As well as optimism for UK equity markets, UBS is also positive on the medium-term outlook for sterling against both the US dollar and the euro. By September of next year, the bank expects sterling to rise to 1.40 against the greenback.
Conversely, that would represent something of a headwind for the FTSE 100 index due to the impact that a recovering pound is likely to have on dollar-earning stocks.
Morgan Stanley warned investors last week that while the UK is clearly looking cheap, equity valuations did not look especially depressed at small and mid-cap levels. It also pointed out that the recent underperformance was not just about Brexit uncertainty, but to do with the UK having one of the lowest tech stock weightings across the largest 15 markets worldwide.

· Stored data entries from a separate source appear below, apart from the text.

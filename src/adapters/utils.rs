//! Shared validation helpers for the adapter layer.

/// Returns `true` if every byte of `s` is in the printable ASCII range
/// `0x20..=0x7E` (space through tilde, inclusive).
pub(super) fn is_printable_ascii(s: &str) -> bool {
    s.bytes().all(|b| (0x20..=0x7E).contains(&b))
}

#[cfg(test)]
mod tests {
    use super::*;

    #[test]
    fn printable_ascii_accepts_normal_strings() {
        assert!(is_printable_ascii("rover-net"));
        assert!(is_printable_ascii("****"));
    }

    #[test]
    fn printable_ascii_rejects_control_chars() {
        assert!(!is_printable_ascii("bad\x00ssid"));
        assert!(!is_printable_ascii("newline\nhere"));
    }

    #[test]
    fn printable_ascii_rejects_high_bytes() {
        assert!(!is_printable_ascii("caf\u{e9}"));
    }
}
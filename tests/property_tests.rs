//! Property tests for the command decoder and actuation plans.
//!
//! Runs on host (x86_64) only: proptest is not available for ESP32 targets.
//! On ESP32, these tests are compiled out.

#![cfg(not(target_os = "espidf"))]

use embedded_hal::delay::DelayNs;
use proptest::prelude::*;
use rovercam::app::actuation::{PulseWidth, PwmChannel, Step, execute};
use rovercam::app::commands::{DecodeError, DriveCommand, InboundMessage, MAX_PAYLOAD_LEN, decode};
use rovercam::app::events::AppEvent;
use rovercam::app::ports::{ActuatorPort, EventSink};
use rovercam::app::service::RoverService;
use rovercam::config::SystemConfig;

#[derive(Default)]
struct CountingHw {
    writes: usize,
}

impl ActuatorPort for CountingHw {
    fn set_pulse_width(&mut self, _channel: PwmChannel, _width: PulseWidth) {
        self.writes += 1;
    }

    fn set_lights(&mut self, _on: bool) {
        self.writes += 1;
    }

    fn all_off(&mut self) {
        self.writes += 1;
    }
}

#[derive(Default)]
struct CountingDelay {
    pauses: usize,
}

impl DelayNs for CountingDelay {
    fn delay_ns(&mut self, _ns: u32) {
        self.pauses += 1;
    }

    fn delay_ms(&mut self, _ms: u32) {
        self.pauses += 1;
    }
}

struct NullSink;

impl EventSink for NullSink {
    fn emit(&mut self, _event: &AppEvent<'_>) {}
}

fn is_paired(cmd: DriveCommand) -> bool {
    matches!(
        cmd,
        DriveCommand::Forward | DriveCommand::Left | DriveCommand::Right | DriveCommand::Backward
    )
}

fn is_forward_family(cmd: DriveCommand) -> bool {
    matches!(cmd, DriveCommand::Forward | DriveCommand::Left | DriveCommand::Right)
}

proptest! {
    /// Arbitrary bytes decode to a command or a typed error, never a panic.
    #[test]
    fn decoder_never_panics(bytes in proptest::collection::vec(any::<u8>(), 0..=MAX_PAYLOAD_LEN)) {
        let _ = decode(&bytes);
    }

    /// Any text ending in a digit decodes; the digit alone picks the family.
    #[test]
    fn digit_tail_always_decodes(prefix in "[ -~]{0,16}", digit in 0u32..10) {
        let text = format!("{prefix}{digit}");
        let cmd = decode(text.as_bytes());
        prop_assert!(cmd.is_ok(), "{:?} -> {:?}", text, cmd);
        let cmd = cmd.unwrap();
        prop_assert_eq!(is_forward_family(cmd), digit == 1);
    }

    /// Paired drive plans are pulse, pause, pulse; stop is two pulses;
    /// everything else is a single step. Only paired plans pause.
    #[test]
    fn plan_shape(prefix in "[0-9]{0,2}", digit in 0u32..10) {
        let cmd = decode(format!("{prefix}{digit}").as_bytes()).unwrap();
        let plan = cmd.plan();
        let pauses = plan.iter().filter(|s| **s == Step::Pause).count();
        if is_paired(cmd) {
            prop_assert_eq!(plan.len(), 3);
            prop_assert_eq!(plan[1], Step::Pause);
            prop_assert_eq!(pauses, 1);
        } else if cmd == DriveCommand::Stop {
            prop_assert_eq!(plan.len(), 2);
            prop_assert_eq!(pauses, 0);
        } else {
            prop_assert_eq!(plan.len(), 1);
            prop_assert_eq!(pauses, 0);
        }

        let mut hw = CountingHw::default();
        let mut delay = CountingDelay::default();
        execute(&plan, &mut hw, &mut delay, 100);
        prop_assert_eq!(hw.writes + delay.pauses, plan.len());
    }

    /// Payloads whose last character is not a digit never reach hardware.
    #[test]
    fn non_digit_tail_never_writes(prefix in "[ -~]{0,16}", tail in "[^0-9]") {
        let text = format!("{prefix}{tail}");
        prop_assume!(text.len() <= MAX_PAYLOAD_LEN);
        let msg = InboundMessage::new("nicla/test", text.as_bytes()).unwrap();

        let mut service = RoverService::new(&SystemConfig::default());
        let mut hw = CountingHw::default();
        let mut delay = CountingDelay::default();
        let result = service.handle_message(&msg, &mut hw, &mut delay, &mut NullSink);

        prop_assert!(matches!(result, Err(DecodeError::NotADigit(_))));
        prop_assert_eq!(hw.writes, 0);
        prop_assert_eq!(delay.pauses, 0);
    }
}
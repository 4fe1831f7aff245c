//! Unified error types for the rover firmware.
//!
//! A single `Error` enum that every subsystem converts into, so the frame
//! loop and bring-up code handle failures uniformly. All variants are
//! `Copy`; none of them allocate.

use core::fmt;

use crate::adapters::wifi::ConnectivityError;
use crate::app::commands::DecodeError;

// ---------------------------------------------------------------------------
// Top-level firmware error
// ---------------------------------------------------------------------------

/// Every fallible operation in the firmware funnels into this type.
#[derive(Debug, Clone, Copy, PartialEq, Eq)]
pub enum Error {
    /// An inbound command payload could not be decoded.
    Command(DecodeError),
    /// The camera could not be initialised or a frame could not be captured.
    Camera(CameraError),
    /// A communication subsystem failed.
    Comms(CommsError),
    /// Peripheral initialisation failed.
    Init(&'static str),
    /// Configuration is invalid.
    Config(&'static str),
}

impl fmt::Display for Error {
    fn fmt(&self, f: &mut fmt::Formatter<'_>) -> fmt::Result {
        match self {
            Self::Command(e) => write!(f, "command: {e}"),
            Self::Camera(e) => write!(f, "camera: {e}"),
            Self::Comms(e) => write!(f, "comms: {e}"),
            Self::Init(msg) => write!(f, "init: {msg}"),
            Self::Config(msg) => write!(f, "config: {msg}"),
        }
    }
}

impl core::error::Error for Error {}

impl From<DecodeError> for Error {
    fn from(e: DecodeError) -> Self {
        Self::Command(e)
    }
}

// ---------------------------------------------------------------------------
// Camera errors
// ---------------------------------------------------------------------------

#[derive(Debug, Clone, Copy, PartialEq, Eq)]
pub enum CameraError {
    /// `esp_camera_init` returned a non-OK code.
    InitFailed(i32),
    /// The driver handed back no frame buffer.
    CaptureFailed,
    /// JPEG compression of a raw frame failed.
    EncodeFailed,
}

impl fmt::Display for CameraError {
    fn fmt(&self, f: &mut fmt::Formatter<'_>) -> fmt::Result {
        match self {
            Self::InitFailed(rc) => write!(f, "sensor init failed (rc={rc})"),
            Self::CaptureFailed => write!(f, "frame capture failed"),
            Self::EncodeFailed => write!(f, "JPEG encode failed"),
        }
    }
}

impl core::error::Error for CameraError {}

impl From<CameraError> for Error {
    fn from(e: CameraError) -> Self {
        Self::Camera(e)
    }
}

// ---------------------------------------------------------------------------
// Communications errors
// ---------------------------------------------------------------------------

#[derive(Debug, Clone, Copy, PartialEq, Eq)]
pub enum CommsError {
    /// WiFi bring-up failed.
    Wifi(ConnectivityError),
    /// The MQTT client could not be created.
    MqttClient(i32),
    /// Subscribing to the command topic failed.
    MqttSubscribe(i32),
    /// The stream server could not be started or a handler registered.
    StreamServer(i32),
    /// Writing a frame to the viewer failed (viewer went away).
    StreamWrite,
}

impl fmt::Display for CommsError {
    fn fmt(&self, f: &mut fmt::Formatter<'_>) -> fmt::Result {
        match self {
            Self::Wifi(e) => write!(f, "{e}"),
            Self::MqttClient(rc) => write!(f, "MQTT client init failed (rc={rc})"),
            Self::MqttSubscribe(rc) => write!(f, "MQTT subscribe failed (rc={rc})"),
            Self::StreamServer(rc) => write!(f, "stream server failed (rc={rc})"),
            Self::StreamWrite => write!(f, "stream write failed"),
        }
    }
}

impl core::error::Error for CommsError {}

impl From<CommsError> for Error {
    fn from(e: CommsError) -> Self {
        Self::Comms(e)
    }
}

impl From<ConnectivityError> for CommsError {
    fn from(e: ConnectivityError) -> Self {
        Self::Wifi(e)
    }
}

impl From<ConnectivityError> for Error {
    fn from(e: ConnectivityError) -> Self {
        Self::Comms(CommsError::Wifi(e))
    }
}

// ---------------------------------------------------------------------------
// Convenience Result alias
// ---------------------------------------------------------------------------

/// Firmware-wide `Result` alias.
pub type Result<T> = core::result::Result<T, Error>;
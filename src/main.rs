//! RoverCam Firmware: Main Entry Point
//!
//! Hexagonal architecture driven by the stream server's frame loop.
//!
//! ```text
//! ┌────────────────────────────────────────────────────────────────┐
//! │                      Adapters (outer ring)                     │
//! │                                                                │
//! │  HardwareAdapter   LogEventSink   EspCamera     Esp32Time      │
//! │  (ActuatorPort)    (EventSink)    (CameraPort)  (TimePort)     │
//! │  WifiAdapter       MqttBus        MjpegServer                  │
//! │  (Connectivity)    (CommandSource)(StreamServer)               │
//! │                                                                │
//! │  ──────────────── Port Trait Boundary ───────────────────      │
//! │                                                                │
//! │  ┌────────────────────────────────────────────────────────┐    │
//! │  │   StreamLoop ─▶ RoverService (decode · plan · run)     │    │
//! │  └────────────────────────────────────────────────────────┘    │
//! └────────────────────────────────────────────────────────────────┘
//! ```
//!
//! Bring-up order: PWM + lights parked, camera, WiFi, MQTT, stream. Any
//! bring-up failure is fatal.
#![deny(unused_must_use)]

use anyhow::Result;
use log::info;

use rovercam::adapters::hardware::HardwareAdapter;
use rovercam::adapters::log_sink::LogEventSink;
use rovercam::adapters::mqtt::{INBOUND, MqttBus};
use rovercam::adapters::time::{Esp32TimeAdapter, SystemDelay};
use rovercam::adapters::wifi::{ConnectivityPort, WifiAdapter, associate};
use rovercam::app::ports::StreamServer;
use rovercam::app::service::RoverService;
use rovercam::app::stream::StreamLoop;
use rovercam::config::SystemConfig;
use rovercam::drivers::hw_init;

fn banner() {
    info!("╔══════════════════════════════════════╗");
    info!("║  RoverCam v{}                      ║", env!("CARGO_PKG_VERSION"));
    info!("╚══════════════════════════════════════╝");
}

/// Park the actuators and build the domain service.
fn bring_up_actuators(
    config: &SystemConfig,
    sink: &mut LogEventSink,
) -> Result<(RoverService, HardwareAdapter)> {
    hw_init::init_peripherals(config.pwm_frequency_hz)?;
    let mut hw = HardwareAdapter::new(config.pwm_frequency_hz);
    let mut service = RoverService::new(config);
    service.start(&mut hw, sink);
    Ok((service, hw))
}

// ── Device ────────────────────────────────────────────────────

#[cfg(target_os = "espidf")]
fn main() -> Result<()> {
    use esp_idf_svc::eventloop::EspSystemEventLoop;
    use esp_idf_svc::hal::peripherals::Peripherals;
    use esp_idf_svc::nvs::EspDefaultNvsPartition;
    use rovercam::adapters::camera::EspCamera;
    use rovercam::adapters::stream_server::MjpegServer;

    // ── 1. ESP-IDF bootstrap ──────────────────────────────────
    esp_idf_svc::sys::link_patches();
    esp_idf_logger::init()?;
    banner();

    let config = SystemConfig::load()?;

    // ── 2. Actuators parked ───────────────────────────────────
    let mut sink = LogEventSink::new();
    let (service, hw) = bring_up_actuators(&config, &mut sink)?;

    // ── 3. Camera ─────────────────────────────────────────────
    let camera = EspCamera::init(&config)?;

    // ── 4. WiFi (blocks until the link is up) ─────────────────
    let peripherals = Peripherals::take()?;
    let sysloop = EspSystemEventLoop::take()?;
    let nvs = EspDefaultNvsPartition::take()?;
    let mut wifi = WifiAdapter::new(peripherals.modem, sysloop, nvs)?;
    wifi.set_credentials(config.wifi_ssid.as_str(), config.wifi_password.as_str())?;
    associate(&mut wifi, &mut SystemDelay, config.connect_poll_ms)?;

    // ── 5. MQTT command bus ───────────────────────────────────
    let bus = MqttBus::connect(&config, &INBOUND)?;

    // ── 6. Stream: the frame loop runs inside the server ──────
    let frame_loop = StreamLoop::new(
        service,
        camera,
        bus,
        hw,
        SystemDelay,
        sink,
        Esp32TimeAdapter::new(),
    );
    let mut server = MjpegServer::new(config.stream_path.as_str());
    server.stream(frame_loop)?;

    // `wifi` must outlive the stream.
    drop(wifi);
    Ok(())
}

// ── Host simulation ───────────────────────────────────────────

#[cfg(not(target_os = "espidf"))]
fn main() -> Result<()> {
    use rovercam::adapters::camera::SimCamera;
    use rovercam::adapters::mqtt::enqueue;
    use rovercam::adapters::stream_server::SimStreamServer;

    rovercam::adapters::log_sink::init_host_logger()?;
    banner();

    let config = SystemConfig::load()?;

    let mut sink = LogEventSink::new();
    let (service, hw) = bring_up_actuators(&config, &mut sink)?;

    let mut wifi = WifiAdapter::new(2);
    wifi.set_credentials(config.wifi_ssid.as_str(), config.wifi_password.as_str())?;
    associate(&mut wifi, &mut SystemDelay, config.connect_poll_ms)?;

    // A scripted operator session; "x" is rejected.
    let topic = config.command_topic.as_str();
    for payload in ["8", "4", "1", "11", "21", "2", "0", "6", "7", "x", "9", "3"] {
        let _ = enqueue(&INBOUND, topic, payload.as_bytes());
    }

    let frame_loop = StreamLoop::new(
        service,
        SimCamera::new(),
        MqttBus::new(&INBOUND),
        hw,
        SystemDelay,
        sink,
        Esp32TimeAdapter::new(),
    );
    let mut server = SimStreamServer::new(config.stream_path.as_str(), 2, 8);
    server.stream(frame_loop)?;

    for report in server.reports() {
        info!(
            "SIM | session {}: {} frames, {} bytes",
            report.session, report.frames, report.bytes
        );
    }
    wifi.disconnect();
    Ok(())
}
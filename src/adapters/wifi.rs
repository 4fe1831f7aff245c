//! WiFi station-mode adapter.
//!
//! Implements [`ConnectivityPort`], the hexagonal boundary for network
//! connectivity during bring-up.
//!
//! ## cfg gating
//!
//! - **`target_os = "espidf"`**: real ESP-IDF WiFi driver calls via `esp_idf_svc::wifi`.
//! - **all other targets**: simulation stubs for host-side tests.
//!
//! ## Association policy
//!
//! [`associate`] issues one connect request and then polls the link once
//! per interval until it is up. There is no timeout and no reconnect: a
//! link lost after bring-up is not recovered.

use core::fmt;

use embedded_hal::delay::DelayNs;
use log::{error, info};

use super::utils::is_printable_ascii;

// ───────────────────────────────────────────────────────────────
// Port trait
// ───────────────────────────────────────────────────────────────

#[derive(Debug, Clone, Copy, PartialEq, Eq)]
pub enum ConnectivityError {
    NoCredentials,
    InvalidSsid,
    InvalidPassword,
    /// The WiFi driver rejected a call (esp_err_t).
    Driver(i32),
    AlreadyConnected,
}

impl fmt::Display for ConnectivityError {
    fn fmt(&self, f: &mut fmt::Formatter<'_>) -> fmt::Result {
        match self {
            Self::NoCredentials => write!(f, "no WiFi credentials configured"),
            Self::InvalidSsid => write!(f, "SSID invalid (must be 1-32 printable ASCII bytes)"),
            Self::InvalidPassword => write!(f, "password invalid (must be 8-64 bytes for WPA2, or empty for open)"),
            Self::Driver(rc) => write!(f, "WiFi driver error (rc={})", rc),
            Self::AlreadyConnected => write!(f, "already connected to AP"),
        }
    }
}

impl core::error::Error for ConnectivityError {}

pub trait ConnectivityPort {
    /// Start association with the configured AP. Returns once the request
    /// is issued; completion is observed through [`is_connected`](Self::is_connected).
    fn connect(&mut self) -> Result<(), ConnectivityError>;
    fn disconnect(&mut self);
    fn is_connected(&self) -> bool;
    fn set_credentials(&mut self, ssid: &str, password: &str) -> Result<(), ConnectivityError>;
}

/// Issue a connect and block until the link is up, polling every
/// `poll_ms`. Returns the number of polls that found the link down.
pub fn associate(
    port: &mut impl ConnectivityPort,
    delay: &mut impl DelayNs,
    poll_ms: u32,
) -> Result<u32, ConnectivityError> {
    match port.connect() {
        Ok(()) | Err(ConnectivityError::AlreadyConnected) => {}
        Err(e) => {
            error!("WiFi: connect request failed: {}", e);
            return Err(e);
        }
    }

    let mut polls = 0u32;
    while !port.is_connected() {
        info!("Trying to connect. Note this may take a while...");
        delay.delay_ms(poll_ms);
        polls = polls.saturating_add(1);
    }
    info!("WiFi: link up after {} polls", polls);
    Ok(polls)
}

// ───────────────────────────────────────────────────────────────
// Connection state
// ───────────────────────────────────────────────────────────────

#[derive(Debug, Clone, Copy, PartialEq, Eq)]
pub enum WifiState {
    Disconnected,
    /// Connect issued; the link may or may not be up yet.
    Connecting,
}

// ───────────────────────────────────────────────────────────────
// Validation
// ───────────────────────────────────────────────────────────────

fn validate_ssid(ssid: &str) -> Result<(), ConnectivityError> {
    if ssid.is_empty() || ssid.len() > 32 {
        return Err(ConnectivityError::InvalidSsid);
    }
    if !is_printable_ascii(ssid) {
        return Err(ConnectivityError::InvalidSsid);
    }
    Ok(())
}

fn validate_password(password: &str) -> Result<(), ConnectivityError> {
    if password.is_empty() {
        return Ok(());
    }
    if password.len() < 8 || password.len() > 64 {
        return Err(ConnectivityError::InvalidPassword);
    }
    Ok(())
}

// ───────────────────────────────────────────────────────────────
// WiFi adapter
// ───────────────────────────────────────────────────────────────

pub struct WifiAdapter {
    state: WifiState,
    ssid: heapless::String<32>,
    password: heapless::String<64>,
    #[cfg(target_os = "espidf")]
    wifi: esp_idf_svc::wifi::EspWifi<'static>,
    /// Simulation: polls that still report the link down after connect().
    #[cfg(not(target_os = "espidf"))]
    sim_polls_left: core::cell::Cell<u32>,
}

#[cfg(target_os = "espidf")]
impl WifiAdapter {
    pub fn new(
        modem: esp_idf_svc::hal::modem::Modem,
        sysloop: esp_idf_svc::eventloop::EspSystemEventLoop,
        nvs: esp_idf_svc::nvs::EspDefaultNvsPartition,
    ) -> Result<Self, ConnectivityError> {
        let wifi = esp_idf_svc::wifi::EspWifi::new(modem, sysloop, Some(nvs))
            .map_err(|e| ConnectivityError::Driver(e.code()))?;
        Ok(Self {
            state: WifiState::Disconnected,
            ssid: heapless::String::new(),
            password: heapless::String::new(),
            wifi,
        })
    }
}

#[cfg(not(target_os = "espidf"))]
impl WifiAdapter {
    /// Simulated adapter whose link comes up after `polls_until_up`
    /// negative [`is_connected`](ConnectivityPort::is_connected) checks.
    pub fn new(polls_until_up: u32) -> Self {
        Self {
            state: WifiState::Disconnected,
            ssid: heapless::String::new(),
            password: heapless::String::new(),
            sim_polls_left: core::cell::Cell::new(polls_until_up),
        }
    }
}

impl WifiAdapter {
    pub fn state(&self) -> WifiState {
        self.state
    }

    // ── Platform-specific ─────────────────────────────────────

    #[cfg(target_os = "espidf")]
    fn platform_connect(&mut self) -> Result<(), ConnectivityError> {
        use esp_idf_svc::wifi::{AuthMethod, ClientConfiguration, Configuration};

        let auth_method = if self.password.is_empty() {
            AuthMethod::None
        } else {
            AuthMethod::WPA2Personal
        };
        let config = Configuration::Client(ClientConfiguration {
            ssid: self.ssid.as_str().try_into().map_err(|_| ConnectivityError::InvalidSsid)?,
            password: self
                .password
                .as_str()
                .try_into()
                .map_err(|_| ConnectivityError::InvalidPassword)?,
            auth_method,
            ..Default::default()
        });
        let driver = |e: esp_idf_svc::sys::EspError| ConnectivityError::Driver(e.code());
        self.wifi.set_configuration(&config).map_err(driver)?;
        self.wifi.start().map_err(driver)?;
        self.wifi.connect().map_err(driver)?;
        Ok(())
    }

    #[cfg(not(target_os = "espidf"))]
    fn platform_connect(&mut self) -> Result<(), ConnectivityError> {
        info!("WiFi(sim): associating with '{}'", self.ssid);
        Ok(())
    }

    #[cfg(target_os = "espidf")]
    fn platform_disconnect(&mut self) {
        let _ = self.wifi.disconnect();
        let _ = self.wifi.stop();
    }

    #[cfg(not(target_os = "espidf"))]
    fn platform_disconnect(&mut self) {
        info!("WiFi(sim): disconnected");
    }

    #[cfg(target_os = "espidf")]
    fn platform_is_up(&self) -> bool {
        self.wifi.is_up().unwrap_or(false)
    }

    #[cfg(not(target_os = "espidf"))]
    fn platform_is_up(&self) -> bool {
        let left = self.sim_polls_left.get();
        if left == 0 {
            return true;
        }
        self.sim_polls_left.set(left - 1);
        false
    }
}

// ───────────────────────────────────────────────────────────────
// ConnectivityPort
// ───────────────────────────────────────────────────────────────

impl ConnectivityPort for WifiAdapter {
    fn connect(&mut self) -> Result<(), ConnectivityError> {
        if self.ssid.is_empty() {
            return Err(ConnectivityError::NoCredentials);
        }
        if self.state != WifiState::Disconnected {
            return Err(ConnectivityError::AlreadyConnected);
        }

        info!("WiFi: connecting to '{}'", self.ssid);
        self.state = WifiState::Connecting;
        if let Err(e) = self.platform_connect() {
            self.state = WifiState::Disconnected;
            return Err(e);
        }
        Ok(())
    }

    fn disconnect(&mut self) {
        self.platform_disconnect();
        self.state = WifiState::Disconnected;
        info!("WiFi: disconnected");
    }

    fn is_connected(&self) -> bool {
        self.state != WifiState::Disconnected && self.platform_is_up()
    }

    fn set_credentials(&mut self, ssid: &str, password: &str) -> Result<(), ConnectivityError> {
        validate_ssid(ssid)?;
        validate_password(password)?;
        self.ssid.clear();
        self.ssid.push_str(ssid).map_err(|_| ConnectivityError::InvalidSsid)?;
        self.password.clear();
        self.password.push_str(password).map_err(|_| ConnectivityError::InvalidPassword)?;
        info!("WiFi: credentials updated (SSID='{}')", self.ssid);
        Ok(())
    }
}

// ───────────────────────────────────────────────────────────────
// Tests
// ───────────────────────────────────────────────────────────────
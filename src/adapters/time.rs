//! ESP32 time adapter.
//!
//! - **`target_os = "espidf"`**: wraps `esp_timer_get_time()` from the
//!   ESP-IDF high-resolution timer (microsecond precision, monotonic).
//! - **`not(target_os = "espidf")`**: uses `std::time::Instant` for
//!   host-side testing and simulation.
//!
//! [`SystemDelay`] is the blocking [`DelayNs`] used between paired motor
//! writes: FreeRTOS `vTaskDelay` on the device, `thread::sleep` on the host.

use embedded_hal::delay::DelayNs;

use crate::app::ports::TimePort;

/// Time adapter for the ESP32-S3 platform.
pub struct Esp32TimeAdapter {
    #[cfg(not(target_os = "espidf"))]
    start: std::time::Instant,
}

impl Default for Esp32TimeAdapter {
    fn default() -> Self {
        Self::new()
    }
}

impl Esp32TimeAdapter {
    pub fn new() -> Self {
        Self {
            #[cfg(not(target_os = "espidf"))]
            start: std::time::Instant::now(),
        }
    }
}

impl TimePort for Esp32TimeAdapter {
    #[cfg(target_os = "espidf")]
    fn uptime_us(&self) -> u64 {
        (unsafe { esp_idf_svc::sys::esp_timer_get_time() }) as u64
    }

    #[cfg(not(target_os = "espidf"))]
    fn uptime_us(&self) -> u64 {
        self.start.elapsed().as_micros() as u64
    }
}

/// Blocking delay for the frame-loop thread.
#[derive(Debug, Clone, Copy, Default)]
pub struct SystemDelay;

#[cfg(target_os = "espidf")]
impl DelayNs for SystemDelay {
    fn delay_ns(&mut self, ns: u32) {
        esp_idf_svc::hal::delay::FreeRtos.delay_ns(ns);
    }

    fn delay_ms(&mut self, ms: u32) {
        esp_idf_svc::hal::delay::FreeRtos::delay_ms(ms);
    }
}

#[cfg(not(target_os = "espidf"))]
impl DelayNs for SystemDelay {
    fn delay_ns(&mut self, ns: u32) {
        std::thread::sleep(std::time::Duration::from_nanos(u64::from(ns)));
    }
}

That factor has kept the FTSE 100 index close to the 6,000 barrier all summer, although there was some momentum for investors today when the top flight surged 1.3% to above 6,100 after strong industrial output data in China powered mining stocks higher. Anglo American (LSE:AAL), Rio Tinto (LSE:RIO) and Glencore (LSE:GLEN) set the pace in the sector with gains of more than 3%.
Morgan Stanley also thinks the world has transitioned from a late-cycle economy to an early-cycle one over the course of this year. It expects US inflation to surprise on the upside, which traditionally favours commodities, cyclicals and financials.